§ **Data to examine**
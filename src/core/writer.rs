use crate::core::currency::CurrencyCatalog;
use rust_decimal::Decimal;
use std::collections::BTreeMap;
use tracing::{debug, warn};

/// Outcome of one batch of rate updates, by currency id.
#[derive(Debug, Clone, Default, PartialEq)]
pub struct SaveReport {
    pub updated: Vec<String>,
    /// Ids with no record in the catalog.
    pub missing: Vec<String>,
    /// Ids whose load or save failed, with the error text.
    pub failed: Vec<(String, String)>,
    /// Ids that were given a zero or negative rate.
    pub rejected: Vec<String>,
}

impl SaveReport {
    pub fn is_complete(&self) -> bool {
        self.missing.is_empty() && self.failed.is_empty() && self.rejected.is_empty()
    }
}

/// Writes each rate to the currency with the matching id.
///
/// A bad entry never stops the batch; it is recorded in the report instead.
pub fn save_latest_rates(
    catalog: &dyn CurrencyCatalog,
    rates: &BTreeMap<String, Decimal>,
) -> SaveReport {
    let mut report = SaveReport::default();

    for (id, rate) in rates {
        if *rate <= Decimal::ZERO {
            warn!(%id, %rate, "Refusing to store non-positive rate");
            report.rejected.push(id.clone());
            continue;
        }

        let mut currency = match catalog.load_currency_by_id(id) {
            Ok(Some(currency)) => currency,
            Ok(None) => {
                warn!(%id, "Currency not found, skipping");
                report.missing.push(id.clone());
                continue;
            }
            Err(e) => {
                warn!(%id, "Failed to load currency: {:#}", e);
                report.failed.push((id.clone(), format!("{e:#}")));
                continue;
            }
        };

        currency.conversion_rate = *rate;
        match catalog.save_currency(&currency) {
            Ok(()) => {
                debug!(%id, iso4217 = %currency.iso4217, %rate, "Saved conversion rate");
                report.updated.push(id.clone());
            }
            Err(e) => {
                warn!(%id, "Failed to save currency: {:#}", e);
                report.failed.push((id.clone(), format!("{e:#}")));
            }
        }
    }

    report
}
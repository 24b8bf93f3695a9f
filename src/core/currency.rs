//! Currency records and the host interfaces they are read from and written to.

use anyhow::Result;
use rust_decimal::Decimal;
use serde::{Deserialize, Serialize};

/// Config key holding the host's default currency code.
pub const DEFAULT_CURRENCY_KEY: &str = "default_currency_iso4217";

#[derive(Debug, Clone, Copy, PartialEq, Eq, Hash, Serialize, Deserialize)]
pub enum CurrencyStatus {
    Active,
    Inactive,
}

/// A currency as tracked by the host catalog.
///
/// `conversion_rate` is expressed against the host's default currency and is
/// the only field the updater ever changes.
#[derive(Debug, Clone, PartialEq, Serialize, Deserialize)]
pub struct Currency {
    pub id: String,
    pub name: String,
    pub iso4217: String,
    pub status: CurrencyStatus,
    pub conversion_rate: Decimal,
}

impl Currency {
    pub fn new(id: &str, name: &str, iso4217: &str, conversion_rate: Decimal) -> Self {
        Self {
            id: id.to_string(),
            name: name.to_string(),
            iso4217: iso4217.to_uppercase(),
            status: CurrencyStatus::Active,
            conversion_rate,
        }
    }

    pub fn is_active(&self) -> bool {
        self.status == CurrencyStatus::Active
    }
}

/// Selection criteria for [`CurrencyCatalog::list_currencies`].
#[derive(Debug, Clone, Default)]
pub struct CurrencyFilter {
    pub status: Option<CurrencyStatus>,
    /// ISO code to leave out, compared case-insensitively.
    pub exclude_iso4217: Option<String>,
}

impl CurrencyFilter {
    pub fn matches(&self, currency: &Currency) -> bool {
        if let Some(status) = self.status
            && currency.status != status
        {
            return false;
        }
        match &self.exclude_iso4217 {
            Some(iso) => !currency.iso4217.eq_ignore_ascii_case(iso),
            None => true,
        }
    }
}

/// Read access to host configuration values.
pub trait ConfigSource: Send + Sync {
    fn get_config(&self, key: &str) -> Option<String>;
}

/// The host's currency catalog.
pub trait CurrencyCatalog: Send + Sync {
    fn list_currencies(&self, filter: &CurrencyFilter) -> Result<Vec<Currency>>;

    fn load_currency_by_id(&self, id: &str) -> Result<Option<Currency>>;

    fn save_currency(&self, currency: &Currency) -> Result<()>;
}

#[cfg(test)]
mod tests {
    use super::*;
    use rust_decimal_macros::dec;

    #[test]
    fn test_filter_matches() {
        let mut usd = Currency::new("1", "US Dollar", "usd", dec!(1.1));
        let filter = CurrencyFilter {
            status: Some(CurrencyStatus::Active),
            exclude_iso4217: Some("EUR".to_string()),
        };
        assert_eq!(usd.iso4217, "USD");
        assert!(filter.matches(&usd));

        usd.status = CurrencyStatus::Inactive;
        assert!(!filter.matches(&usd));

        let eur = Currency::new("2", "Euro", "EUR", dec!(1));
        assert!(!filter.matches(&eur));
        assert!(CurrencyFilter::default().matches(&eur));
    }
}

§ **Exercise requirements**
Where does the word "batch" appear in the records above? Return every line that holds it.

§ **Reply**
/// Outcome of one batch of rate updates, by currency id.
/// A bad entry never stops the batch; it is recorded in the report instead.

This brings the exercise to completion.